A typedef also makes it much easier to change large portions of your program if necessary:

//example code 1
//this program declares 10 vectors of int
#include <vector>
#include <iostream>

typedef int vectorType;

int main() {
  vector<vectorType> myVector1;
  vector<vectorType> myVector2;
  vector<vectorType> myVector3;
  vector<vectorType> myVector4;
  vector<vectorType> myVector5;
  vector<vectorType> myVector6;
  vector<vectorType> myVector7;
  vector<vectorType> myVector8;
  vector<vectorType> myVector9;
  vector<vectorType> myVector10;
  return 0;
}
//example code 2
//this program declares 10 vectors of double
#include <vector>
#include <iostream>

typedef double vectorType;

int main() {
  vector<vectorType> myVector1;
  vector<vectorType> myVector2;
  vector<vectorType> myVector3;
  vector<vectorType> myVector4;
  vector<vectorType> myVector5;
  vector<vectorType> myVector6;
  vector<vectorType> myVector7;
  vector<vectorType> myVector8;
  vector<vectorType> myVector9;
  vector<vectorType> myVector10;
  return 0;
}

Compare the 2 examples. In them, I was able to change the declarations of 10 vectors from int to double by changing only one (1) line of code. Without the typedef, I would have had to edit 10 lines of code instead of just 1. What would have happened if I missed one?

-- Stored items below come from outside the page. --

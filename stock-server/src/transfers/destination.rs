//! 转移目的地解析
//!
//! 目的层级由发起者角色唯一决定 (每次只能下移一层, agent 之间平级
//! 互转), 缺少该层级要求的定位字段即为非法目的地:
//!
//! | 发起角色 | 目的层级 | 必填字段 |
//! |----------|----------|----------|
//! | national | regional | `to_region` |
//! | regional | district | `to_health_center` |
//! | district | agent    | `to_user_id` |
//! | agent    | agent    | `to_user_id` (同卫生中心同事) |

use shared::{Role, StockLevel};

use crate::auth::CurrentUser;
use crate::db::models::{LotIdentity, TransferInitiate, TransferRecord};
use crate::utils::{AppError, AppResult};

/// Resolved transfer destination
#[derive(Debug, Clone, PartialEq, Eq)]
pub struct Destination {
    pub level: StockLevel,
    pub region: Option<String>,
    pub health_center: Option<String>,
    pub user: Option<String>,
}

/// Resolve the destination from the actor's role and the request fields
pub fn resolve(actor: &CurrentUser, request: &TransferInitiate) -> AppResult<Destination> {
    match actor.role {
        Role::National => {
            let region = request.to_region.clone().ok_or_else(|| {
                AppError::invalid_destination("A national transfer requires to_region")
            })?;
            Ok(Destination {
                level: StockLevel::Regional,
                region: Some(region),
                health_center: None,
                user: request.to_user_id.clone(),
            })
        }
        Role::Regional => {
            let health_center = request.to_health_center.clone().ok_or_else(|| {
                AppError::invalid_destination("A regional transfer requires to_health_center")
            })?;
            Ok(Destination {
                level: StockLevel::District,
                region: actor.region.clone(),
                health_center: Some(health_center),
                user: request.to_user_id.clone(),
            })
        }
        Role::District => {
            let user = request.to_user_id.clone().ok_or_else(|| {
                AppError::invalid_destination("A district transfer requires to_user_id")
            })?;
            let health_center = actor.health_center.clone().ok_or_else(|| {
                AppError::invalid_destination("District account has no health center")
            })?;
            Ok(Destination {
                level: StockLevel::Agent,
                region: actor.region.clone(),
                health_center: Some(health_center),
                user: Some(user),
            })
        }
        Role::Agent => {
            let user = request.to_user_id.clone().ok_or_else(|| {
                AppError::invalid_destination("An agent transfer requires to_user_id")
            })?;
            if user == actor.id {
                return Err(AppError::invalid_destination(
                    "Cannot transfer stock to yourself",
                ));
            }
            let health_center = actor.health_center.clone().ok_or_else(|| {
                AppError::invalid_destination("Agent account has no health center")
            })?;
            Ok(Destination {
                level: StockLevel::Agent,
                region: actor.region.clone(),
                health_center: Some(health_center),
                user: Some(user),
            })
        }
    }
}

/// Identity tuple the acceptance will credit
///
/// agent 层批次挂在具体接收人名下 (`assigned_to`), 其余层级归机构。
pub fn destination_identity(record: &TransferRecord) -> LotIdentity {
    let assigned_to = if record.to_level == StockLevel::Agent {
        record.to_user.clone()
    } else {
        None
    };
    LotIdentity {
        vaccine: record.vaccine.clone(),
        batch_number: record.batch_number.clone(),
        level: record.to_level,
        region: record.to_region.clone(),
        health_center: record.to_health_center.clone(),
        assigned_to,
    }
}

#[cfg(test)]
mod tests {
    use super::*;

    fn actor(role: Role, region: Option<&str>, hc: Option<&str>) -> CurrentUser {
        CurrentUser {
            id: "actor-1".into(),
            username: "test".into(),
            role,
            region: region.map(str::to_string),
            health_center: hc.map(str::to_string),
            assigned_only: false,
        }
    }

    fn request(
        to_region: Option<&str>,
        to_health_center: Option<&str>,
        to_user_id: Option<&str>,
    ) -> TransferInitiate {
        TransferInitiate {
            stock_id: "stock:abc".into(),
            quantity: 10,
            to_region: to_region.map(str::to_string),
            to_health_center: to_health_center.map(str::to_string),
            to_user_id: to_user_id.map(str::to_string),
            auto_accept: false,
            notes: None,
        }
    }

    #[test]
    fn each_role_descends_exactly_one_level() {
        let national = resolve(
            &actor(Role::National, None, None),
            &request(Some("Thiès"), None, None),
        )
        .unwrap();
        assert_eq!(national.level, StockLevel::Regional);
        assert_eq!(national.region.as_deref(), Some("Thiès"));

        let regional = resolve(
            &actor(Role::Regional, Some("Dakar"), None),
            &request(None, Some("Fann"), None),
        )
        .unwrap();
        assert_eq!(regional.level, StockLevel::District);
        assert_eq!(regional.health_center.as_deref(), Some("Fann"));
        // 大区随发起者带下去
        assert_eq!(regional.region.as_deref(), Some("Dakar"));

        let district = resolve(
            &actor(Role::District, Some("Dakar"), Some("Fann")),
            &request(None, None, Some("agent-9")),
        )
        .unwrap();
        assert_eq!(district.level, StockLevel::Agent);
        assert_eq!(district.user.as_deref(), Some("agent-9"));
    }

    #[test]
    fn missing_required_field_is_an_invalid_destination() {
        let err = resolve(&actor(Role::National, None, None), &request(None, None, None))
            .unwrap_err();
        assert!(matches!(err, AppError::InvalidDestination(_)));

        let err = resolve(
            &actor(Role::Regional, Some("Dakar"), None),
            &request(None, None, None),
        )
        .unwrap_err();
        assert!(matches!(err, AppError::InvalidDestination(_)));
    }

    #[test]
    fn agent_cannot_transfer_to_itself() {
        let err = resolve(
            &actor(Role::Agent, None, Some("Fann")),
            &request(None, None, Some("actor-1")),
        )
        .unwrap_err();
        assert!(matches!(err, AppError::InvalidDestination(_)));
    }
}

Edited 5 Years Ago by Fbody: n/a

"Shortening" probably isn't as good of a description as "simplifying". It's easier to remember a simpler name than it is a complicated one:

class SomeSampleClassThatIUseAllOverThePlaceInMyProgram {
};

typedef SomeSampleClassThatIUseAllOverThePlaceInMyProgram primaryDataClass;

So, finally, the whole and ONLY use of a typedef is to shorten or "simplify" a name?

Well, thanks for letting me know any ways(even though that's some thing I'd absolutely never consider).

I don't clearly get that

I understand, but you're not likely to get it without a bit more experience. This is just one of those features where one day you have an ah-ha! moment.

And as dumb as this sounds, what do you people mean by "types" and "portability?"

Type is short for data type. A data type specifies the possible values and operations that can be performed on an object. When you say int i , int is the data type of the object referred to by i . It means that i can be assigned integer values and used as an integer.

Portability is a measure of how much change is required to compile and run a program on a different platform. Whereas the hello world program should be 100% portable, a Win32 program will require a lot of changes to compile and run natively on Linux.

So, finally, the whole and ONLY use of a typedef is to shorten or "simplify" a name?

No. The whole and only use of typedef is to define an alias for a type. The alias need not be shorter or simpler.

I understand, but you're not likely to get it without a bit more experience. This is just one of those features where one day you have an ah-ha! moment.


Type is short for data type. A data type specifies the possible values and operations that can be performed on an object. When you say int i , int is the data type of the object referred to by i . It means that i can be assigned integer values and used as an integer.

Portability is a measure of how much change is required to compile and run a program on a different platform. Whereas the hello world program should be 100% portable, a Win32 program will require a lot of changes to compile and run natively on Linux.


No. The whole and only use of typedef is to define an alias for a type. The alias need not be shorter or simpler.

Okay, last thing....Is it ABSOLUTELY required in major programs?

Very little is ABSOLUTELY required, but a lot of things make your life as a programmer easier. You seem to be making a checklist of what you don't need, which is somewhat silly.